Seven of the disciples, including John, went fishing one evening, but they had no success. That next morning, Jesus was standing on the shore, but they were unaware that it was Him. Jesus instructed them to cast the net on the right side of the boat, and they did. Miraculously, they caught so many fish that they were unable to haul it into the boat. Right then, John knew that it was the Lord. John was once again an eyewitness to one of Jesus’ great miracles.
The job of an eyewitness is to give a testimony. In a courtroom, witnesses are called before the judge and jury to tell what they have seen and heard. It is their responsibility to give an accurate and truthful account of what they witnessed so that others may know the evidence and judge rightly a person’s innocence or guilt. As an eyewitness of Christ Jesus, it was John’s responsibility to testify to others what Jesus said and did, and this is what John tells us He is doing in all of his writings. At the end of the Gospel of John, he attaches his name writing, “This is the disciple [that is, the disciple whom Jesus loved, John] who is bearing witness about these things, and who has written these things, and we know that his testimony is true” (Jn 21:24). John, and those who helped him put what he saw and heard down on paper, assure us that he was an eyewitness and that what he has testified to is truthful.

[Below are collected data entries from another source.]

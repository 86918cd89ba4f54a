//! Sort parsing
//!
//! `sort` is a comma-separated list of field names, each optionally prefixed
//! with `-` for descending order. Only known, sortable fields are kept.
//!
//! # Example
//!
//! ```rust
//! use acton_query::params::QueryParams;
//! use acton_query::parser::ParseOptions;
//! use acton_query::schema::{FieldSchema, FieldType, ResourceSchema};
//! use acton_query::sort::{parse_sorting, SortOrder};
//!
//! let schema = ResourceSchema::new()
//!     .with_field("name", FieldSchema::new(FieldType::String).sortable())
//!     .with_field("age", FieldSchema::new(FieldType::Number).sortable())
//!     .resolve();
//!
//! let sort = parse_sorting(&QueryParams::parse("sort=name,-age"), &schema, &ParseOptions::default());
//! assert_eq!(sort["name"], SortOrder::Asc);
//! assert_eq!(sort["age"], SortOrder::Desc);
//! ```

use std::fmt;

use indexmap::IndexMap;
use serde::{Deserialize, Serialize};

use crate::params::QueryParams;
use crate::parser::ParseOptions;
use crate::schema::ResolvedSchema;

/// Sort direction
///
/// # Example
///
/// ```rust
/// use acton_query::sort::SortOrder;
///
/// assert_eq!(format!("{}", SortOrder::Asc), "asc");
/// assert_eq!(SortOrder::default(), SortOrder::Asc);
/// ```
#[derive(Debug, Clone, Copy, PartialEq, Eq, Hash, Default, Serialize, Deserialize)]
#[serde(rename_all = "lowercase")]
pub enum SortOrder {
    /// Sort in ascending order (A-Z, 0-9, oldest first)
    #[default]
    Asc,
    /// Sort in descending order (Z-A, 9-0, newest first)
    Desc,
}

impl fmt::Display for SortOrder {
    fn fmt(&self, f: &mut fmt::Formatter<'_>) -> fmt::Result {
        match self {
            Self::Asc => write!(f, "asc"),
            Self::Desc => write!(f, "desc"),
        }
    }
}

/// Sort directions by field, in priority order
///
/// Equality ignores entry order.
pub type SortMap = IndexMap<String, SortOrder>;

/// Derive the sort order of a query
///
/// Later mentions of a field overwrite earlier ones. When nothing usable
/// remains and `options.default_sort_fallback` is set, the schema's default
/// sort is returned instead, limited to fields that are sortable.
pub fn parse_sorting(query: &QueryParams, schema: &ResolvedSchema, options: &ParseOptions) -> SortMap {
    let mut sort = SortMap::new();

    if let Some(raw) = query.get("sort") {
        for token in raw.split(',').map(str::trim).filter(|token| !token.is_empty()) {
            let (field, order) = match token.strip_prefix('-') {
                Some(field) => (field, SortOrder::Desc),
                None => (token, SortOrder::Asc),
            };

            if schema.is_sortable(field) {
                sort.insert(field.to_string(), order);
            } else {
                tracing::debug!(field, "Ignoring sort on unknown or non-sortable field");
            }
        }
    }

    if sort.is_empty() && options.default_sort_fallback {
        return schema
            .default_sort
            .iter()
            .filter(|(field, _)| schema.is_sortable(field))
            .map(|(field, order)| (field.clone(), *order))
            .collect();
    }

    sort
}
//! Memoizing parser
//!
//! [`CachedQueryParser`] remembers descriptors by raw query string and schema
//! fingerprint, so repeated requests for the same listing skip parsing. The
//! map is a [`DashMap`] and can be shared across threads.
//!
//! # Example
//!
//! ```rust
//! use acton_query::prelude::*;
//!
//! let cache = CachedQueryParser::new(QueryParser::default(), 128);
//! let schema = ResourceSchema::new()
//!     .with_field("age", FieldSchema::new(FieldType::Number).filterable())
//!     .resolve();
//!
//! let first = cache.parse("age[gt]=18", &schema).unwrap();
//! let second = cache.parse("age[gt]=18", &schema).unwrap();
//! assert_eq!(first, second);
//! assert_eq!(cache.len(), 1);
//! ```

use dashmap::DashMap;

use crate::config::Config;
use crate::descriptor::QueryDescriptor;
use crate::error::Result;
use crate::params::QueryParams;
use crate::parser::QueryParser;
use crate::schema::ResolvedSchema;

/// Default number of cached descriptors
pub const DEFAULT_CACHE_CAPACITY: usize = 1024;

#[derive(Debug, Clone, PartialEq, Eq, Hash)]
struct CacheKey {
    query: String,
    schema: blake3::Hash,
}

/// Bounded, thread-safe cache in front of a [`QueryParser`]
///
/// Validation failures are never stored. When the cache is full an
/// arbitrary entry is evicted before inserting; under concurrent inserts the
/// bound may be exceeded briefly. A capacity of zero disables caching.
#[derive(Debug)]
pub struct CachedQueryParser {
    parser: QueryParser,
    entries: DashMap<CacheKey, QueryDescriptor>,
    capacity: usize,
}

impl CachedQueryParser {
    pub fn new(parser: QueryParser, capacity: usize) -> Self {
        Self {
            parser,
            entries: DashMap::with_capacity(capacity.min(DEFAULT_CACHE_CAPACITY)),
            capacity,
        }
    }

    /// Build from the `parser` and `cache` sections of a configuration
    ///
    /// A disabled cache gets capacity zero.
    pub fn from_config(config: &Config) -> Self {
        let capacity = if config.cache.enabled {
            config.cache.capacity
        } else {
            0
        };
        Self::new(QueryParser::from_config(config), capacity)
    }

    /// Parse `raw`, reusing a previous descriptor for the same query and schema
    pub fn parse(&self, raw: &str, schema: &ResolvedSchema) -> Result<QueryDescriptor> {
        if self.capacity == 0 {
            return self.parser.parse_resolved(&QueryParams::parse(raw), schema);
        }

        let key = CacheKey {
            query: raw.to_string(),
            schema: schema.fingerprint(),
        };

        if let Some(hit) = self.entries.get(&key) {
            tracing::trace!(query = raw, "Query descriptor cache hit");
            return Ok(hit.value().clone());
        }

        let descriptor = self.parser.parse_resolved(&QueryParams::parse(raw), schema)?;

        if self.entries.len() >= self.capacity && !self.entries.contains_key(&key) {
            self.evict_one();
        }
        self.entries.insert(key, descriptor.clone());

        Ok(descriptor)
    }

    fn evict_one(&self) {
        let victim = self.entries.iter().next().map(|entry| entry.key().clone());
        if let Some(victim) = victim {
            self.entries.remove(&victim);
            tracing::trace!(query = %victim.query, "Evicted query descriptor");
        }
    }

    pub fn parser(&self) -> &QueryParser {
        &self.parser
    }

    pub fn capacity(&self) -> usize {
        self.capacity
    }

    pub fn len(&self) -> usize {
        self.entries.len()
    }

    pub fn is_empty(&self) -> bool {
        self.entries.is_empty()
    }

    pub fn clear(&self) {
        self.entries.clear();
    }
}

impl Default for CachedQueryParser {
    fn default() -> Self {
        Self::new(QueryParser::default(), DEFAULT_CACHE_CAPACITY)
    }
}

#[cfg(test)]
mod tests {
    use super::*;
    use crate::schema::{FieldSchema, FieldType, ResourceSchema};

    fn schema() -> ResolvedSchema {
        ResourceSchema::new()
            .with_field("age", FieldSchema::new(FieldType::Number).filterable())
            .resolve()
    }

    #[test]
    fn test_cache_hit_returns_equal_descriptor() {
        let cache = CachedQueryParser::default();
        let first = cache.parse("age=3", &schema()).unwrap();
        let second = cache.parse("age=3", &schema()).unwrap();
        assert_eq!(first, second);
        assert_eq!(cache.len(), 1);
    }

    #[test]
    fn test_schema_is_part_of_key() {
        let cache = CachedQueryParser::default();
        let other = ResourceSchema::new().with_default_limit(5).resolve();

        let first = cache.parse("age=3", &schema()).unwrap();
        let second = cache.parse("age=3", &other).unwrap();
        assert!(first.has_filters());
        assert!(!second.has_filters());
        assert_eq!(second.pagination.limit, 5);
        assert_eq!(cache.len(), 2);
    }

    #[test]
    fn test_failures_not_cached() {
        let cache = CachedQueryParser::default();
        assert!(cache.parse("age=abc", &schema()).is_err());
        assert!(cache.is_empty());
    }

    #[test]
    fn test_capacity_bound() {
        let cache = CachedQueryParser::new(QueryParser::default(), 2);
        for page in 1..=5 {
            cache.parse(&format!("page={page}"), &schema()).unwrap();
        }
        assert_eq!(cache.len(), 2);
        assert_eq!(cache.capacity(), 2);
    }

    #[test]
    fn test_zero_capacity_disables_cache() {
        let cache = CachedQueryParser::new(QueryParser::default(), 0);
        let descriptor = cache.parse("page=3", &schema()).unwrap();
        assert_eq!(descriptor.pagination.page, 3);
        assert!(cache.is_empty());
    }

    #[test]
    fn test_clear() {
        let cache = CachedQueryParser::default();
        cache.parse("page=2", &schema()).unwrap();
        cache.clear();
        assert!(cache.is_empty());
    }

    #[test]
    fn test_from_config_disabled() {
        let mut config = Config::default();
        config.cache.enabled = false;
        assert_eq!(CachedQueryParser::from_config(&config).capacity(), 0);
    }
}
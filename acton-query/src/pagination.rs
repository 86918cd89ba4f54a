//! Pagination parsing
//!
//! Derives page, limit, and offset from the `page` and `limit` parameters.
//! Malformed input never fails a request; it falls back to the schema's
//! defaults instead.
//!
//! # Example
//!
//! ```rust
//! use acton_query::pagination::{parse_pagination, Pagination};
//! use acton_query::params::QueryParams;
//! use acton_query::schema::ResourceSchema;
//!
//! let schema = ResourceSchema::new().with_max_limit(50).resolve();
//!
//! let pagination = parse_pagination(&QueryParams::parse("page=3&limit=20"), &schema);
//! assert_eq!(pagination, Pagination::new(3, 20));
//! assert_eq!(pagination.offset, 40);
//!
//! // Clamped to the schema's max_limit
//! let pagination = parse_pagination(&QueryParams::parse("limit=500"), &schema);
//! assert_eq!(pagination.limit, 50);
//! ```

use serde::{Deserialize, Serialize};

use crate::params::QueryParams;
use crate::schema::ResolvedSchema;

/// Page window of a listing request
///
/// A `limit` of zero means every row, in which case `page` is always 1 and
/// `offset` is 0.
#[derive(Debug, Clone, Copy, PartialEq, Eq, Hash, Serialize, Deserialize)]
pub struct Pagination {
    /// 1-based page number
    pub page: u64,
    /// Rows per page, 0 for unlimited
    pub limit: u64,
    /// Rows to skip
    pub offset: u64,
}

impl Pagination {
    /// Build a window and derive its offset
    pub fn new(page: u64, limit: u64) -> Self {
        let page = page.max(1);
        Self {
            page,
            limit,
            offset: (page - 1).saturating_mul(limit),
        }
    }

    /// Whether every row is requested
    pub const fn is_unlimited(&self) -> bool {
        self.limit == 0
    }
}

/// Derive the page window of a query
pub fn parse_pagination(query: &QueryParams, schema: &ResolvedSchema) -> Pagination {
    let mut page = query
        .get("page")
        .and_then(parse_int)
        .filter(|page| *page >= 1)
        .map_or(1, |page| page as u64);

    let mut limit = query
        .get("limit")
        .and_then(parse_int)
        .filter(|limit| *limit >= 0)
        .map_or(schema.default_limit, |limit| limit as u64);

    if limit == 0 {
        if schema.allow_no_limit {
            page = 1;
        } else {
            limit = schema.max_limit;
        }
    }

    if limit > schema.max_limit {
        limit = schema.max_limit;
    }

    Pagination::new(page, limit)
}

/// Lenient integer parse
///
/// Surrounding whitespace is ignored and decimals truncate toward zero.
fn parse_int(raw: &str) -> Option<i64> {
    let raw = raw.trim();
    if let Ok(value) = raw.parse::<i64>() {
        return Some(value);
    }
    raw.parse::<f64>()
        .ok()
        .filter(|value| value.is_finite())
        .map(|value| value.trunc() as i64)
}
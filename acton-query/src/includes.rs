//! Relation include parsing

use std::collections::BTreeMap;

use crate::params::QueryParams;
use crate::schema::{RelationSchema, ResolvedSchema};

/// Declared relations requested by a query, by name
pub type IncludeMap = BTreeMap<String, RelationSchema>;

/// Derive the relations to load eagerly from `includes`
///
/// Names are comma-separated and trimmed; names the schema does not declare
/// are dropped.
pub fn parse_includes(query: &QueryParams, schema: &ResolvedSchema) -> IncludeMap {
    let Some(raw) = query.get("includes") else {
        return IncludeMap::new();
    };

    let mut includes = IncludeMap::new();
    for name in raw.split(',').map(str::trim).filter(|name| !name.is_empty()) {
        match schema.relation(name) {
            Some(relation) => {
                includes.insert(name.to_string(), relation.clone());
            }
            None => tracing::debug!(include = name, "Ignoring undeclared include"),
        }
    }
    includes
}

In 1 John, the apostle again explains that he was an observer of Christ, the second person of the Trinity who was from the beginning. John heard the Almighty God speak, he saw the eternal God with his own eyes, he touched the Incarnate God with his own hands. And it is about this God, Jesus, that he writes about. In the book of Revelation, John testifies to the revelation of Jesus Christ, the revelation that was made known to him by and angel. Everything that John wrote was a testimony of what He saw and heard. Everything he wrote was about Jesus.
II. There are many reasons for people to write today. Authors of novels write in order to tell stories and to entertain their readers. Journalists write in order to pass along information and the news. History writers write in order to record and preserve the past. Some people write with hope of becoming famous and making a name for themselves. Others write with the hope of not being forgotten after they die. And still others write just for the pure enjoyment of it. There are many reasons to write, but John only had one. He wore to proclaim Jesus so that we might believe in Him and be saved.
Everything that John wrote about Christ was for us. He wanted us to know, believe, and trust in Jesus our Savior. In his first epistle, John wrote, “That which we have seen and heard we proclaim also to you, so that you too may have fellowship with us, and indeed our fellowship is with the Father and with his Son Jesus Christ” (1 Jn 1:3). And he continues, “I am writing these things to you so that you may not sin. But if anyone does sin, we have an advocate with the Father, Jesus Christ the righteous. He is the propitiation for our sins, and not for ours only but also for the sins of the whole world” (1 Jn 2:1-2).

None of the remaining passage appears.